Drawing on the extensive literature on grammatical analysis, we propose that this is a reflection of a fundamental difference between more conventional domains of machine learning and network security. In particular, because network security – particularly network security applications that focus on analysis of packet contents – operates on the domain of formal grammars that are rigorously interpreted (as compared to the domain of natural language translation, where human intuition can often “fill in the gaps” in translation), it is an intrinsically difficult problem that a) is demonstrably intractable in the most general case, and b) cannot be addressed with the relatively crude features that appear to be most common in the literature. While some modest success has been recently realized in applying sequence-to-sequence models (thus at least partially avoiding the question of feature spaces) for grammatical inference in specific instances of specific protocols , there remains no method to demonstrate that such methods will generalize even to different instances of the same protocol, let alone novel protocols in the same class.

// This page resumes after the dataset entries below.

//! Metadata header extraction.
//!
//! Two surface forms are accepted at the very start of a template (after any
//! blank lines):
//!
//! ```text
//! @task: summarization
//! @owner: search-team
//! ```
//!
//! ```text
//! ---
//! task: summarization
//! owner: search-team
//! ---
//! ```
//!
//! Values are trimmed but otherwise kept as written.

use super::source::SourceMap;
use crate::ast::Metadata;
use crate::error::{ParseError, ParseErrorKind};
use regex::Regex;
use std::sync::LazyLock;

static HEADER_LINE_REGEX: LazyLock<Regex> = LazyLock::new(|| {
    Regex::new(r"^@([A-Za-z_][\w.-]*):(.*)$").expect("Invalid header line regex")
});

/// An `@...:` line whose key is not a valid metadata key.
static MALFORMED_HEADER_REGEX: LazyLock<Regex> =
    LazyLock::new(|| Regex::new(r"^@\S*?:").expect("Invalid malformed header regex"));

/// Parse the header. Returns the metadata and the byte offset where the
/// body begins.
pub(crate) fn parse_header(map: &SourceMap<'_>) -> Result<(Metadata, usize), ParseError> {
    let src = map.src();
    let mut lines = physical_lines(src).peekable();

    // Leading blank lines are not part of the body.
    let mut body_start = 0;
    while let Some(&(start, line)) = lines.peek() {
        if !line.trim().is_empty() {
            body_start = start;
            break;
        }
        lines.next();
        body_start = src.len();
    }

    let mut metadata = Metadata::new();
    let Some(&(first_start, first_line)) = lines.peek() else {
        return Ok((metadata, body_start));
    };

    if first_line.trim_end() == "---" {
        lines.next();
        for (start, line) in lines {
            let trimmed = line.trim();
            if trimmed == "---" {
                return Ok((metadata, (start + line.len() + 1).min(src.len())));
            }
            if trimmed.is_empty() {
                continue;
            }
            let (key, value) = trimmed
                .split_once(':')
                .filter(|(key, _)| is_metadata_key(key.trim()))
                .ok_or_else(|| {
                    map.error(
                        ParseErrorKind::MalformedMetadata(trimmed.to_string()),
                        start,
                    )
                })?;
            metadata.insert(key.trim(), value.trim());
        }
        return Err(map.error(ParseErrorKind::UnclosedMetadata, first_start));
    }

    for (start, line) in lines {
        let line = line.trim_end_matches('\r');
        if let Some(caps) = HEADER_LINE_REGEX.captures(line) {
            metadata.insert(&caps[1], caps[2].trim());
            body_start = (start + line.len() + 1).min(src.len());
            continue;
        }
        if MALFORMED_HEADER_REGEX.is_match(line) {
            return Err(map.error(
                ParseErrorKind::MalformedMetadata(line.to_string()),
                start,
            ));
        }
        body_start = start;
        break;
    }

    Ok((metadata, body_start))
}

fn is_metadata_key(key: &str) -> bool {
    !key.is_empty()
        && !key.starts_with('@')
        && key
            .chars()
            .all(|c| c.is_alphanumeric() || matches!(c, '_' | '-' | '.'))
}

/// Lines with their starting byte offsets, without the trailing `\n`.
fn physical_lines(src: &str) -> impl Iterator<Item = (usize, &str)> {
    let mut offset = 0;
    src.split('\n').map(move |line| {
        let start = offset;
        offset += line.len() + 1;
        (start, line)
    })
}
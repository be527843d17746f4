//! Session event log for script execution.
//!
//! Every segment an [`ExecutionModel`](crate::exec::ExecutionModel) executes
//! produces a [`SessionEvent`]. The model keeps them in memory; a host that
//! wants an on-disk trail writes them as NDJSON (one JSON object per line).
//!
//! # Event Format
//!
//! Each event is a JSON object with the following fields:
//! - `ts`: RFC3339 timestamp
//! - `kind`: what happened (state, function_call, run, resume, ...)
//! - `turn`: the agent turn counter when the event occurred
//! - `details`: freeform object with kind-specific details
//!
//! ```no_run
//! use margarita::events::{EventKind, SessionEvent, append_events};
//! use serde_json::json;
//!
//! let event = SessionEvent::new(EventKind::Run, 0).with_details(json!({"tools": ["search"]}));
//! append_events("session.ndjson", &[event])?;
//! # Ok::<(), margarita::error::MargaritaError>(())
//! ```

use crate::error::{MargaritaError, Result};
use chrono::{DateTime, Utc};
use serde::{Deserialize, Serialize};
use serde_json::Value;
use std::fs::{self, OpenOptions};
use std::io::Write;
use std::path::Path;

/// Kinds of session events.
#[derive(Debug, Clone, Copy, PartialEq, Eq, Serialize, Deserialize)]
#[serde(rename_all = "snake_case")]
pub enum EventKind {
    /// Function names bound into the call table
    Import,
    /// Persistent variable written by `@state`
    State,
    /// Host function invoked
    FunctionCall,
    /// Tools added to the registered set
    ToolRegister,
    /// Output buffer emptied
    ContextClear,
    /// Registered tool set emptied
    ToolClear,
    /// Prose appended to the output buffer
    Prose,
    /// Execution suspended for the agent
    Run,
    /// Agent response received
    Resume,
    /// Tool invoked by the agent while suspended
    ToolCall,
    /// Failed segment re-entered
    Retry,
    Completed,
    Failed,
}

impl std::fmt::Display for EventKind {
    fn fmt(&self, f: &mut std::fmt::Formatter<'_>) -> std::fmt::Result {
        match self {
            EventKind::Import => write!(f, "import"),
            EventKind::State => write!(f, "state"),
            EventKind::FunctionCall => write!(f, "function_call"),
            EventKind::ToolRegister => write!(f, "tool_register"),
            EventKind::ContextClear => write!(f, "context_clear"),
            EventKind::ToolClear => write!(f, "tool_clear"),
            EventKind::Prose => write!(f, "prose"),
            EventKind::Run => write!(f, "run"),
            EventKind::Resume => write!(f, "resume"),
            EventKind::ToolCall => write!(f, "tool_call"),
            EventKind::Retry => write!(f, "retry"),
            EventKind::Completed => write!(f, "completed"),
            EventKind::Failed => write!(f, "failed"),
        }
    }
}

/// One entry of the session log.
#[derive(Debug, Clone, PartialEq, Serialize, Deserialize)]
pub struct SessionEvent {
    /// RFC3339 timestamp when the event occurred.
    pub ts: DateTime<Utc>,

    pub kind: EventKind,

    /// Agent turn counter at the time of the event.
    pub turn: u32,

    /// Freeform details object with kind-specific information.
    pub details: Value,
}

impl SessionEvent {
    /// Create a new event stamped with the current time.
    pub fn new(kind: EventKind, turn: u32) -> Self {
        Self {
            ts: Utc::now(),
            kind,
            turn,
            details: Value::Object(serde_json::Map::new()),
        }
    }

    /// Set the details object for this event.
    pub fn with_details(mut self, details: Value) -> Self {
        self.details = details;
        self
    }

    /// Serialize the event to a single-line JSON string.
    pub fn to_ndjson_line(&self) -> Result<String> {
        serde_json::to_string(self).map_err(|e| {
            MargaritaError::UserError(format!("failed to serialize event to JSON: {}", e))
        })
    }
}

/// Write events to `writer`, one JSON object per line.
pub fn write_ndjson<W: Write>(writer: &mut W, events: &[SessionEvent]) -> Result<()> {
    for event in events {
        let line = event.to_ndjson_line()?;
        writeln!(writer, "{}", line)
            .map_err(|e| MargaritaError::UserError(format!("failed to write event: {}", e)))?;
    }
    Ok(())
}

/// Append events to the NDJSON file at `path`, creating the file and its
/// parent directory if needed.
pub fn append_events<P: AsRef<Path>>(path: P, events: &[SessionEvent]) -> Result<()> {
    let path = path.as_ref();

    if let Some(dir) = path.parent()
        && !dir.as_os_str().is_empty()
        && !dir.exists()
    {
        fs::create_dir_all(dir).map_err(|e| {
            MargaritaError::UserError(format!(
                "failed to create events directory '{}': {}",
                dir.display(),
                e
            ))
        })?;
    }

    let mut file = OpenOptions::new()
        .create(true)
        .append(true)
        .open(path)
        .map_err(|e| {
            MargaritaError::UserError(format!(
                "failed to open events file '{}': {}",
                path.display(),
                e
            ))
        })?;

    write_ndjson(&mut file, events)?;

    file.sync_all().map_err(|e| {
        MargaritaError::UserError(format!(
            "failed to sync events file '{}': {}",
            path.display(),
            e
        ))
    })?;

    Ok(())
}

#[cfg(test)]
mod tests {
    use super::*;
    use serde_json::json;
    use tempfile::TempDir;

    #[test]
    fn test_event_creation() {
        let event = SessionEvent::new(EventKind::Run, 2);

        assert_eq!(event.kind, EventKind::Run);
        assert_eq!(event.turn, 2);
        assert_eq!(event.details, json!({}));
        let age = Utc::now().signed_duration_since(event.ts);
        assert!(age.num_minutes() < 1);
    }

    #[test]
    fn test_event_serialization() {
        let event = SessionEvent::new(EventKind::FunctionCall, 0)
            .with_details(json!({"name": "add", "target": "result"}));

        let json_line = event.to_ndjson_line().unwrap();
        assert!(!json_line.contains('\n'));
        assert!(json_line.contains("\"function_call\""));

        let parsed: SessionEvent = serde_json::from_str(&json_line).unwrap();
        assert_eq!(parsed, event);
    }

    #[test]
    fn test_append_events_creates_file_and_dir() {
        let temp_dir = TempDir::new().unwrap();
        let path = temp_dir.path().join("logs").join("session.ndjson");

        append_events(&path, &[SessionEvent::new(EventKind::State, 0)]).unwrap();
        append_events(
            &path,
            &[
                SessionEvent::new(EventKind::Run, 0),
                SessionEvent::new(EventKind::Resume, 1),
            ],
        )
        .unwrap();

        let content = fs::read_to_string(&path).unwrap();
        assert!(content.ends_with('\n'));
        let kinds: Vec<EventKind> = content
            .lines()
            .map(|line| serde_json::from_str::<SessionEvent>(line).unwrap().kind)
            .collect();
        assert_eq!(kinds, [EventKind::State, EventKind::Run, EventKind::Resume]);
    }

    #[test]
    fn test_event_kind_display_matches_serialization() {
        for kind in [
            EventKind::Import,
            EventKind::ContextClear,
            EventKind::ToolClear,
            EventKind::ToolCall,
            EventKind::Completed,
        ] {
            let serialized = serde_json::to_value(kind).unwrap();
            assert_eq!(serialized, json!(kind.to_string()));
        }
    }
}
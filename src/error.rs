//! Error types for margarita.
//!
//! Each layer has its own error enum (parse, evaluate, render, effect) so
//! callers of the core API can match precisely. `MargaritaError` wraps all of
//! them for the CLI and maps each to an exit code.

use crate::exit_codes;
use std::path::PathBuf;
use thiserror::Error;

/// A syntax error, located by 1-based line and column.
#[derive(Error, Debug, Clone, PartialEq, Eq)]
#[error("{kind} at line {line}, column {column}")]
pub struct ParseError {
    pub kind: ParseErrorKind,
    pub line: usize,
    pub column: usize,
}

impl ParseError {
    pub fn new(kind: ParseErrorKind, line: usize, column: usize) -> Self {
        Self { kind, line, column }
    }
}

/// What went wrong while parsing.
#[derive(Error, Debug, Clone, PartialEq, Eq)]
pub enum ParseErrorKind {
    #[error("unterminated interpolation '${{'")]
    UnterminatedInterpolation,

    #[error("unterminated text block '<<'")]
    UnterminatedText,

    #[error("unterminated include '[['")]
    UnterminatedInclude,

    #[error("invalid variable path '{0}'")]
    InvalidPath(String),

    #[error("block opener '{0}' has no body")]
    MissingBody(String),

    #[error("unexpected indentation")]
    UnexpectedIndent,

    #[error("'{0}' without a preceding 'if'")]
    OrphanBranch(String),

    #[error("malformed metadata line '{0}'")]
    MalformedMetadata(String),

    #[error("metadata block opened with '---' is never closed")]
    UnclosedMetadata,

    #[error("unknown directive '@{0}'")]
    UnknownDirective(String),

    #[error("malformed directive: {0}")]
    MalformedDirective(String),

    #[error("invalid expression: {0}")]
    InvalidExpression(String),

    #[error("unexpected '{0}'")]
    UnexpectedToken(String),
}

/// Expression evaluation failure.
#[derive(Error, Debug, Clone, PartialEq, Eq)]
pub enum EvalError {
    /// A value that must exist was absent.
    #[error("variable '{0}' is not defined")]
    Absent(String),

    /// An ordering comparison between values of different (or non-scalar) kinds.
    #[error("cannot compare {lhs} {op} {rhs}")]
    TypeMismatch {
        op: &'static str,
        lhs: &'static str,
        rhs: &'static str,
    },

    #[error("range() step must not be zero")]
    ZeroStep,

    #[error("range() argument '{0}' is not an integer")]
    NonIntegerRange(String),

    #[error("{0} is not iterable")]
    NotIterable(&'static str),

    #[error("'in' is not supported against {0}")]
    UnsupportedMembership(&'static str),

    /// A range used as a list value would exceed [`MAX_RANGE_LIST_LEN`](crate::eval::MAX_RANGE_LIST_LEN).
    #[error("range() has {len} elements, more than the {max} allowed outside a for loop")]
    RangeTooLarge { len: usize, max: usize },
}

/// Rendering failure. Rendering is all-or-nothing: no partial output
/// accompanies any of these.
#[derive(Error, Debug, Clone, PartialEq)]
pub enum RenderError {
    #[error("included template not found: {}", path.display())]
    IncludeNotFound { path: PathBuf },

    #[error("include cycle detected: {}", format_chain(chain))]
    IncludeCycle { chain: Vec<PathBuf> },

    #[error("failed to parse included template '{}': {source}", path.display())]
    IncludeParse {
        path: PathBuf,
        #[source]
        source: ParseError,
    },

    #[error("failed to read included template '{}': {message}", path.display())]
    IncludeRead { path: PathBuf, message: String },

    #[error(transparent)]
    Eval(#[from] EvalError),
}

fn format_chain(chain: &[PathBuf]) -> String {
    chain
        .iter()
        .map(|p| p.display().to_string())
        .collect::<Vec<_>>()
        .join(" -> ")
}

/// Failure of a script effect or of the execution protocol itself.
#[derive(Error, Debug, Clone, PartialEq)]
pub enum EffectError {
    /// The script called a function it never imported.
    #[error("unknown function '{0}' (import it with 'from <module> import {0}')")]
    UnknownFunction(String),

    /// The function was imported but the host registry does not provide it.
    #[error("function '{name}' imported from '{module}' is not provided by the host registry")]
    RegistryMiss { name: String, module: String },

    #[error("function '{name}' failed: {message}")]
    FunctionFailed { name: String, message: String },

    #[error("tool '{0}' is not registered for this run")]
    UnknownTool(String),

    #[error("agent run failed: {0}")]
    RunFailed(String),

    #[error("agent run was cancelled")]
    Cancelled,

    /// `step` was called in a way that does not match the model's state.
    #[error("invalid step: {0}")]
    InvalidStep(String),

    #[error(transparent)]
    Render(#[from] RenderError),

    #[error(transparent)]
    Eval(#[from] EvalError),
}

/// Main error type for margarita operations.
#[derive(Error, Debug)]
pub enum MargaritaError {
    /// Bad arguments, unreadable files, invalid configuration.
    #[error("{0}")]
    UserError(String),

    #[error("Parse failed: {0}")]
    Parse(#[from] ParseError),

    #[error("Render failed: {0}")]
    Render(#[from] RenderError),

    #[error("Script failed: {0}")]
    Effect(#[from] EffectError),
}

impl MargaritaError {
    /// Returns the process exit code for this error.
    pub fn exit_code(&self) -> i32 {
        match self {
            MargaritaError::UserError(_) => exit_codes::USER_ERROR,
            MargaritaError::Parse(_) => exit_codes::PARSE_FAILURE,
            MargaritaError::Render(_) => exit_codes::RENDER_FAILURE,
            MargaritaError::Effect(_) => exit_codes::EFFECT_FAILURE,
        }
    }
}

/// Result type alias for margarita operations.
pub type Result<T> = std::result::Result<T, MargaritaError>;

#[cfg(test)]
mod tests {
    use super::*;

    #[test]
    fn user_error_has_correct_exit_code() {
        let err = MargaritaError::UserError("bad argument".to_string());
        assert_eq!(err.exit_code(), exit_codes::USER_ERROR);
    }

    #[test]
    fn layered_errors_have_distinct_exit_codes() {
        let parse: MargaritaError =
            ParseError::new(ParseErrorKind::UnterminatedText, 1, 1).into();
        let render: MargaritaError = RenderError::Eval(EvalError::ZeroStep).into();
        let effect: MargaritaError = EffectError::Cancelled.into();

        assert_eq!(parse.exit_code(), exit_codes::PARSE_FAILURE);
        assert_eq!(render.exit_code(), exit_codes::RENDER_FAILURE);
        assert_eq!(effect.exit_code(), exit_codes::EFFECT_FAILURE);
    }

    #[test]
    fn error_messages_are_descriptive() {
        let err = ParseError::new(ParseErrorKind::UnterminatedInterpolation, 3, 7);
        assert_eq!(
            err.to_string(),
            "unterminated interpolation '${' at line 3, column 7"
        );

        let err = RenderError::IncludeCycle {
            chain: vec![PathBuf::from("/t/a.mg"), PathBuf::from("/t/b.mg"), PathBuf::from("/t/a.mg")],
        };
        assert_eq!(
            err.to_string(),
            "include cycle detected: /t/a.mg -> /t/b.mg -> /t/a.mg"
        );

        let err = EvalError::TypeMismatch {
            op: ">",
            lhs: "string",
            rhs: "number",
        };
        assert_eq!(err.to_string(), "cannot compare string > number");
    }
}
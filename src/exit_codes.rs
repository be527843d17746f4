//! Exit code constants for the margarita CLI.
//!
//! - 0: Success
//! - 1: User error (bad args, unreadable input, invalid config)
//! - 2: Parse failure
//! - 3: Render failure (missing include, include cycle, evaluation error)
//! - 4: Script effect failure

/// Successful execution.
pub const SUCCESS: i32 = 0;

/// User error: bad arguments, unreadable files, or invalid configuration.
pub const USER_ERROR: i32 = 1;

/// The template or script could not be parsed.
pub const PARSE_FAILURE: i32 = 2;

/// Rendering failed: include not found, include cycle, or evaluation error.
pub const RENDER_FAILURE: i32 = 3;

/// A script effect failed, or the agent run failed or was cancelled.
pub const EFFECT_FAILURE: i32 = 4;

#[cfg(test)]
mod tests {
    use super::*;

    #[test]
    fn exit_codes_are_distinct() {
        let codes = [
            SUCCESS,
            USER_ERROR,
            PARSE_FAILURE,
            RENDER_FAILURE,
            EFFECT_FAILURE,
        ];
        for (i, &a) in codes.iter().enumerate() {
            for (j, &b) in codes.iter().enumerate() {
                if i != j {
                    assert_ne!(a, b, "Exit codes must be distinct");
                }
            }
        }
    }
}
//! Variable scopes for rendering and script execution.
//!
//! A [`Context`] is a mapping from names to JSON-like values plus an optional
//! borrowed parent. Loops and includes create child scopes with
//! [`Context::child`]; lookups fall through to the parent, and a child can
//! never write into an ancestor.

use crate::ast::VarPath;
use crate::error::{MargaritaError, Result};
use serde_json::{Map, Value};
use std::path::Path;

/// One scope in a chain of variable scopes.
#[derive(Debug, Clone, Default)]
pub struct Context<'p> {
    vars: Map<String, Value>,
    parent: Option<&'p Context<'p>>,
}

impl Context<'static> {
    /// An empty root scope.
    pub fn new() -> Self {
        Self::default()
    }

    /// A root scope holding the given variables.
    pub fn from_map(vars: Map<String, Value>) -> Self {
        Self { vars, parent: None }
    }

    /// A root scope from a JSON object. Non-object values are rejected.
    pub fn from_json(value: Value) -> Result<Self> {
        match value {
            Value::Object(vars) => Ok(Self::from_map(vars)),
            other => Err(MargaritaError::UserError(format!(
                "context must be a mapping, got {}",
                crate::eval::kind_name(Some(&other))
            ))),
        }
    }

    /// Load a root scope from a JSON or YAML file (chosen by extension;
    /// anything other than `.json` is read as YAML).
    pub fn load<P: AsRef<Path>>(path: P) -> Result<Self> {
        let path = path.as_ref();
        let content = std::fs::read_to_string(path).map_err(|e| {
            MargaritaError::UserError(format!(
                "failed to read context file '{}': {}",
                path.display(),
                e
            ))
        })?;

        let is_json = path
            .extension()
            .is_some_and(|ext| ext.eq_ignore_ascii_case("json"));
        let value: Value = if is_json {
            serde_json::from_str(&content).map_err(|e| {
                MargaritaError::UserError(format!(
                    "failed to parse context file '{}': {}",
                    path.display(),
                    e
                ))
            })?
        } else {
            serde_yaml::from_str(&content).map_err(|e| {
                MargaritaError::UserError(format!(
                    "failed to parse context file '{}': {}",
                    path.display(),
                    e
                ))
            })?
        };

        // An empty YAML document is an empty context.
        if value.is_null() {
            return Ok(Self::new());
        }
        Self::from_json(value)
    }
}

impl<'p> Context<'p> {
    /// A new empty scope whose lookups fall through to `self`.
    pub fn child(&'p self) -> Context<'p> {
        Context {
            vars: Map::new(),
            parent: Some(self),
        }
    }

    /// Bind a name in this scope (builder form).
    pub fn with(mut self, name: impl Into<String>, value: Value) -> Self {
        self.set(name, value);
        self
    }

    /// Bind a name in this scope, shadowing any binding in a parent.
    pub fn set(&mut self, name: impl Into<String>, value: Value) {
        self.vars.insert(name.into(), value);
    }

    /// Look up a top-level name, falling through to parent scopes.
    pub fn get(&self, name: &str) -> Option<&Value> {
        match self.vars.get(name) {
            Some(value) => Some(value),
            None => self.parent.and_then(|parent| parent.get(name)),
        }
    }

    /// Resolve a dotted path. A missing key at any level yields `None`.
    pub fn resolve(&self, path: &VarPath) -> Option<&Value> {
        let (root, rest) = path.segments().split_first()?;
        rest.iter()
            .try_fold(self.get(root)?, |value, segment| match value {
                Value::Object(map) => map.get(segment),
                Value::Array(items) => segment.parse::<usize>().ok().and_then(|i| items.get(i)),
                _ => None,
            })
    }

    /// Every binding visible from this scope, innermost winning.
    pub fn flatten(&self) -> Map<String, Value> {
        let mut merged = match self.parent {
            Some(parent) => parent.flatten(),
            None => Map::new(),
        };
        for (name, value) in &self.vars {
            merged.insert(name.clone(), value.clone());
        }
        merged
    }
}
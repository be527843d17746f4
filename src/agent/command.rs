//! Placeholder substitution for agent command lines.
//!
//! An agent command such as `my-agent --prompt {prompt_file} --turn {turn}`
//! has its `{name}` placeholders replaced before it is split into argv.
//! `{{` and `}}` produce literal braces. Unknown placeholders are an error so
//! a typo never silently turns into an empty argument.

use std::collections::HashMap;
use thiserror::Error;

#[derive(Error, Debug, Clone, PartialEq, Eq)]
pub enum CommandTemplateError {
    #[error("unknown placeholder '{{{name}}}' at position {position}")]
    UnknownPlaceholder { name: String, position: usize },

    #[error("unclosed '{{' at position {position}")]
    Unclosed { position: usize },

    #[error("empty placeholder '{{}}' at position {position}")]
    Empty { position: usize },
}

/// Replace every `{name}` in `template` with its value from `values`.
///
/// ```
/// use margarita::agent::expand_command;
/// use std::collections::HashMap;
///
/// let values = HashMap::from([("prompt_file", "/tmp/p.md".to_string())]);
/// let command = expand_command("agent -f {prompt_file} {{raw}}", &values).unwrap();
/// assert_eq!(command, "agent -f /tmp/p.md {raw}");
/// ```
pub fn expand_command(
    template: &str,
    values: &HashMap<&str, String>,
) -> Result<String, CommandTemplateError> {
    let mut out = String::with_capacity(template.len());
    let mut rest = template;
    let mut offset = 0;

    while let Some(i) = rest.find(['{', '}']) {
        out.push_str(&rest[..i]);
        let position = offset + i;
        let tail = &rest[i..];

        let consumed = if tail.starts_with("{{") {
            out.push('{');
            2
        } else if tail.starts_with("}}") {
            out.push('}');
            2
        } else if tail.starts_with('}') {
            // A lone closing brace is literal.
            out.push('}');
            1
        } else {
            let close = tail
                .find('}')
                .ok_or(CommandTemplateError::Unclosed { position })?;
            let name = tail[1..close].trim();
            if name.is_empty() {
                return Err(CommandTemplateError::Empty { position });
            }
            let value = values.get(name).ok_or_else(|| {
                CommandTemplateError::UnknownPlaceholder {
                    name: name.to_string(),
                    position,
                }
            })?;
            out.push_str(value);
            close + 1
        };

        rest = &tail[consumed..];
        offset = position + consumed;
    }
    out.push_str(rest);
    Ok(out)
}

In fact, results from grammatical inference show that there is quite likely no general method that can be applied to arbitrary data to separate benign and malicious traffic; any practical method should therefore be restricted to a particular domain, analyze that domain carefully, and at least attempt to investigate what properties of the protocol under analysis may allow it to be effectively learned. The empirical effectiveness of Snort and Bro signatures suggest that the domain of malicious traffic is likely more tractable, and may be easier to learn. The appearance of particular byte sequences in malicious but not benign traffic can be viewed (informally) as evidence that the class of malicious languages is of finite elasticity (due to the absence of a limit language) within the class of all protocols that can produce accepting inputs to the system under consideration, thus supporting identifiability. Feature representation is also important. N-gram based features in particular will quite often be insufficiently powerful to model complex grammars or protocols; in some cases, sufficiently large values of n may be able to overcome this limitation for specific subclasses of protocols, however this is likely to be highly problem specific, and requires careful evaluation for any given proposed system.
While significant open questions remain – such as methods for performing inference on the restricted classes of grammars that in practical terms make up many existing protocols – the immediate results of applying grammatical inference theory to machine learning for intrusion detection both help explain the lack of widespread adoption of such systems, and suggest appropriate avenues for future work.